## Work item
Beneath this instruction is a listing; print exactly the lines in it starting at the line that contains "assert_eq!(ids, vec![2, 4]);" and going through the line that contains "let err = admin.admin_cancel_order(&mut".
[Start of Attachment]
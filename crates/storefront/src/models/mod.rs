//! Domain models for the storefront.
//!
//! These types carry data between the repositories, the shopper-facing
//! stores and the CLI. Invariants that span several models (line identity,
//! derived totals, step ordering) are enforced by the services, not here.

pub mod fulfillment;
pub mod order;
pub mod product;
pub mod user;

pub use fulfillment::{DeliveryMethod, PaymentMethod};
pub use order::{Order, OrderLine};
pub use product::{Product, ProductVariation, SaleCountdown, StockBadge, VariationSelections};
pub use user::{ProfileUpdate, User};
//! Account, wishlist and admin scenarios driven through `Session`.

#![allow(clippy::unwrap_used)]

use secrecy::SecretString;

use mystery_sack_core::{OrderId, OrderStatus, PhoneNumber, ProductId};
use mystery_sack_integration_tests::{
    ADMIN_EMAIL, ADMIN_PASSWORD, USER_EMAIL, USER_PASSWORD, add_times, database_with, fixed_now,
    product, signed_in,
};
use mystery_sack_storefront::db::RepositoryError;
use mystery_sack_storefront::models::{ProfileUpdate, VariationSelections};
use mystery_sack_storefront::services::admin::AdminError;
use mystery_sack_storefront::services::auth::AuthError;
use mystery_sack_storefront::services::catalog::{ListingFilter, PriceRange};
use mystery_sack_storefront::services::checkout::CheckoutField;
use mystery_sack_storefront::{AppError, CheckoutOutcome, Database, Session, StorefrontConfig};

fn secret(s: &str) -> SecretString {
    SecretString::from(s)
}

fn place_order(session: &mut Session, db: &mut Database, product_id: ProductId) -> i32 {
    add_times(session, db, product_id, 1).unwrap();
    session.start_checkout().unwrap();
    session
        .set_checkout_field(CheckoutField::Address, "123 Mango St, Dasmariñas")
        .unwrap();
    let now = fixed_now();
    session.continue_checkout(db, now).unwrap();
    session.continue_checkout(db, now).unwrap();
    match session.continue_checkout(db, now).unwrap() {
        CheckoutOutcome::Placed(order) => order.id.as_i32(),
        CheckoutOutcome::Step(step) => panic!("stopped at {step}"),
    }
}

#[test]
fn sign_up_then_sign_in() {
    let mut db = Database::seeded().unwrap();
    let mut session = Session::new(&StorefrontConfig::default());

    let user = session
        .sign_up(
            &mut db,
            "rhea@example.com",
            &secret("sack-lover"),
            &secret("sack-lover"),
            "+63 917 555 0101",
        )
        .unwrap();
    assert_eq!(user.phone_number.as_str(), "9175550101");
    assert!(session.user().is_none());

    let signed_in_user = session
        .sign_in(&mut db, "rhea@example.com", &secret("sack-lover"))
        .unwrap();
    assert_eq!(signed_in_user.id, user.id);
    assert!(session.auth().show_disclaimer());

    session.dismiss_disclaimer();
    assert!(!session.auth().show_disclaimer());
}

#[test]
fn sign_up_rejections() {
    let mut db = Database::seeded().unwrap();
    let mut session = Session::new(&StorefrontConfig::default());

    let err = session
        .sign_up(&mut db, USER_EMAIL, &secret("secret1"), &secret("secret1"), "9171234567")
        .unwrap_err();
    assert_eq!(err.user_message(), "Email already exists");

    let err = session
        .sign_up(&mut db, "new@example.com", &secret("secret1"), &secret("secret2"), "9171234567")
        .unwrap_err();
    assert!(matches!(err, AppError::Auth(AuthError::PasswordMismatch)));

    let err = session
        .sign_up(&mut db, "new@example.com", &secret("abc"), &secret("abc"), "9171234567")
        .unwrap_err();
    assert!(matches!(err, AppError::Auth(AuthError::WeakPassword(_))));

    let err = session
        .sign_up(&mut db, "new@example.com", &secret("secret1"), &secret("secret1"), "12345")
        .unwrap_err();
    assert_eq!(err.user_message(), "Phone number must be 10 digits");

    assert_eq!(db.users.len(), 2);
}

#[test]
fn wrong_password_keeps_session_signed_out() {
    let mut db = Database::seeded().unwrap();
    let mut session = Session::new(&StorefrontConfig::default());

    let err = session
        .sign_in(&mut db, USER_EMAIL, &secret("not-it"))
        .unwrap_err();
    assert_eq!(err.user_message(), "Invalid credentials");
    assert!(session.user().is_none());

    assert!(session.reset_password(&mut db, USER_EMAIL).is_ok());
    assert!(matches!(
        session.reset_password(&mut db, "ghost@example.com"),
        Err(AppError::Auth(AuthError::UserNotFound))
    ));
}

#[test]
fn admin_sign_in_has_no_disclaimer() {
    let mut db = Database::seeded().unwrap();
    let admin = signed_in(&mut db, ADMIN_EMAIL, ADMIN_PASSWORD).unwrap();
    assert!(admin.user().unwrap().is_admin());
    assert!(!admin.auth().show_disclaimer());
}

#[test]
fn profile_updates_feed_checkout_defaults() {
    let mut db = database_with(vec![product(1, 300, 2)]).unwrap();
    let mut session = signed_in(&mut db, USER_EMAIL, USER_PASSWORD).unwrap();

    session
        .update_profile(
            &mut db,
            ProfileUpdate {
                name: Some("Maria Santos".to_string()),
                phone_number: Some(PhoneNumber::parse("0918 765 4321").unwrap()),
                address: Some("Zone 1-4, Dasmariñas".to_string()),
                ..ProfileUpdate::default()
            },
        )
        .unwrap();

    // A fresh sign-in sees the stored profile.
    let mut session = signed_in(&mut db, USER_EMAIL, USER_PASSWORD).unwrap();
    assert_eq!(session.user().unwrap().name.as_deref(), Some("Maria Santos"));

    add_times(&mut session, &db, ProductId::new(1), 1).unwrap();
    let form = session.start_checkout().unwrap().form().clone();
    assert_eq!(form.name, "Maria Santos");
    assert_eq!(form.phone_number, "9187654321");
    assert_eq!(form.address, "Zone 1-4, Dasmariñas");
}

#[test]
fn switching_accounts_restarts_checkout() {
    let mut db = database_with(vec![product(1, 300, 2)]).unwrap();
    let mut session = signed_in(&mut db, USER_EMAIL, USER_PASSWORD).unwrap();
    add_times(&mut session, &db, ProductId::new(1), 1).unwrap();
    session.start_checkout().unwrap();
    session
        .set_checkout_field(CheckoutField::Address, "123 Mango St, Dasmariñas")
        .unwrap();

    // Signing in again as the same account resumes the flow.
    session
        .sign_in(&mut db, USER_EMAIL, &secret(USER_PASSWORD))
        .unwrap();
    assert!(session.checkout().is_some());

    session
        .sign_in(&mut db, ADMIN_EMAIL, &secret(ADMIN_PASSWORD))
        .unwrap();
    assert!(session.checkout().is_none());
    assert!(matches!(
        session.continue_checkout(&mut db, fixed_now()),
        Err(AppError::BadRequest(_))
    ));

    let form = session.start_checkout().unwrap().form().clone();
    assert_eq!(form.name, "Admin User");
    assert_eq!(form.phone_number, "9987654321");
    assert!(form.address.is_empty());

    let order_id = place_order(&mut session, &mut db, ProductId::new(1));
    let admin_id = session.user().unwrap().id;
    assert_eq!(db.orders.get(OrderId::new(order_id)).unwrap().user_id, admin_id);

    let shopper = signed_in(&mut db, USER_EMAIL, USER_PASSWORD).unwrap();
    assert!(shopper.my_orders(&db).unwrap().is_empty());
}

#[test]
fn wishlist_toggles_and_persists() {
    let mut db = Database::seeded().unwrap();
    let mut session = signed_in(&mut db, USER_EMAIL, USER_PASSWORD).unwrap();

    assert!(session.toggle_wishlist(&mut db, ProductId::new(3)).unwrap());
    assert!(session.user().unwrap().has_wishlisted(ProductId::new(3)));

    let err = session.toggle_wishlist(&mut db, ProductId::new(99)).unwrap_err();
    assert!(matches!(err, AppError::Database(RepositoryError::NotFound(_))));

    let again = signed_in(&mut db, USER_EMAIL, USER_PASSWORD).unwrap();
    assert!(again.user().unwrap().has_wishlisted(ProductId::new(3)));

    assert!(!session.toggle_wishlist(&mut db, ProductId::new(3)).unwrap());
    assert!(session.user().unwrap().wishlist.is_empty());
}

#[test]
fn signed_out_shoppers_can_browse_but_not_buy() {
    let db = Database::seeded().unwrap();
    let mut session = Session::new(&StorefrontConfig::default());

    let filter = ListingFilter {
        search: "shoes".to_string(),
        category: Some("accessories".to_string()),
        price_range: PriceRange::From500To1000,
    };
    let ids: Vec<i32> = session
        .list_products(&db, &filter)
        .iter()
        .map(|p| p.id.as_i32())
        .collect();
    assert_eq!(ids, vec![2, 4]);

    let err = session
        .add_to_cart(&db, ProductId::new(2), VariationSelections::new())
        .unwrap_err();
    assert_eq!(err.user_message(), "Please sign in to continue");
    assert!(matches!(session.my_orders(&db), Err(AppError::Auth(AuthError::NotSignedIn))));
}

#[test]
fn admin_moves_order_through_lifecycle() {
    let mut db = database_with(vec![product(1, 450, 2)]).unwrap();
    let mut shopper = signed_in(&mut db, USER_EMAIL, USER_PASSWORD).unwrap();
    let order_id = place_order(&mut shopper, &mut db, ProductId::new(1));
    let admin = signed_in(&mut db, ADMIN_EMAIL, ADMIN_PASSWORD).unwrap();
    let id = OrderId::new(order_id);

    assert!(matches!(
        shopper.admin_advance_order(&mut db, id, fixed_now()),
        Err(AppError::Auth(AuthError::Forbidden))
    ));

    let mut statuses = Vec::new();
    for _ in 0..3 {
        statuses.push(admin.admin_advance_order(&mut db, id, fixed_now()).unwrap().status);
    }
    assert_eq!(
        statuses,
        vec![OrderStatus::Processing, OrderStatus::Shipped, OrderStatus::Delivered]
    );

    let orders = shopper.my_orders(&db).unwrap();
    let order = orders.first().unwrap();
    assert_eq!(order.status, OrderStatus::Delivered);
    assert!(order.tracking_number.is_some());

    let err = admin.admin_cancel_order(&mut db, id, fixed_now()).unwrap_err();
    assert!(matches!(err, AppError::Admin(AdminError::InvalidTransition { .. })));
}

#[test]
fn admin_cancel_returns_stock() {
    let mut db = database_with(vec![product(1, 450, 2)]).unwrap();
    let mut shopper = signed_in(&mut db, USER_EMAIL, USER_PASSWORD).unwrap();
    let first = place_order(&mut shopper, &mut db, ProductId::new(1));
    let second = place_order(&mut shopper, &mut db, ProductId::new(1));
    assert_eq!(db.products.get(ProductId::new(1)).unwrap().stock, 0);

    let admin = signed_in(&mut db, ADMIN_EMAIL, ADMIN_PASSWORD).unwrap();
    let ids: Vec<i32> = admin
        .admin_orders(&mut db)
        .unwrap()
        .iter()
        .map(|order| order.id.as_i32())
        .collect();
    assert_eq!(ids, vec![second, first]);

    let cancelled = admin
        .admin_cancel_order(&mut db, OrderId::new(first), fixed_now())
        .unwrap();
    assert_eq!(cancelled.status, OrderStatus::Cancelled);

    let sack = db.products.get(ProductId::new(1)).unwrap();
    assert_eq!((sack.stock, sack.sold_count), (1, 1));

    // The returned unit can be bought again.
    add_times(&mut shopper, &db, ProductId::new(1), 1).unwrap();
}

#[test]
fn admin_catalog_edits_show_in_listing() {
    let mut db = database_with(vec![product(1, 450, 2)]).unwrap();
    let admin = signed_in(&mut db, ADMIN_EMAIL, ADMIN_PASSWORD).unwrap();

    let mut new_product = product(0, 2500, 4);
    new_product.name = "Premium Anime Mystery Box".to_string();
    new_product.category = "collectibles".to_string();
    let saved = admin.admin_save_product(&mut db, new_product).unwrap();
    assert_eq!(saved.id, ProductId::new(2));

    let filter = ListingFilter {
        price_range: PriceRange::From2000,
        ..ListingFilter::default()
    };
    let names: Vec<&str> = admin
        .list_products(&db, &filter)
        .iter()
        .map(|p| p.name.as_str())
        .collect();
    assert_eq!(names, vec!["Premium Anime Mystery Box"]);

    let mut bad = product(0, -1, 1);
    bad.name = "Broken".to_string();
    let err = admin.admin_save_product(&mut db, bad).unwrap_err();
    assert!(matches!(err, AppError::Admin(AdminError::InvalidProduct(_))));

    admin.admin_delete_product(&mut db, saved.id).unwrap();
    assert!(admin.list_products(&db, &filter).is_empty());
}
[End of Attachment]
## Written answer
    assert_eq!(ids, vec![2, 4]);

    let err = session
        .add_to_cart(&db, ProductId::new(2), VariationSelections::new())
        .unwrap_err();
    assert_eq!(err.user_message(), "Please sign in to continue");
    assert!(matches!(session.my_orders(&db), Err(AppError::Auth(AuthError::NotSignedIn))));
}

#[test]
fn admin_moves_order_through_lifecycle() {
    let mut db = database_with(vec![product(1, 450, 2)]).unwrap();
    let mut shopper = signed_in(&mut db, USER_EMAIL, USER_PASSWORD).unwrap();
    let order_id = place_order(&mut shopper, &mut db, ProductId::new(1));
    let admin = signed_in(&mut db, ADMIN_EMAIL, ADMIN_PASSWORD).unwrap();
    let id = OrderId::new(order_id);

    assert!(matches!(
        shopper.admin_advance_order(&mut db, id, fixed_now()),
        Err(AppError::Auth(AuthError::Forbidden))
    ));

    let mut statuses = Vec::new();
    for _ in 0..3 {
        statuses.push(admin.admin_advance_order(&mut db, id, fixed_now()).unwrap().status);
    }
    assert_eq!(
        statuses,
        vec![OrderStatus::Processing, OrderStatus::Shipped, OrderStatus::Delivered]
    );

    let orders = shopper.my_orders(&db).unwrap();
    let order = orders.first().unwrap();
    assert_eq!(order.status, OrderStatus::Delivered);
    assert!(order.tracking_number.is_some());

    let err = admin.admin_cancel_order(&mut db, id, fixed_now()).unwrap_err();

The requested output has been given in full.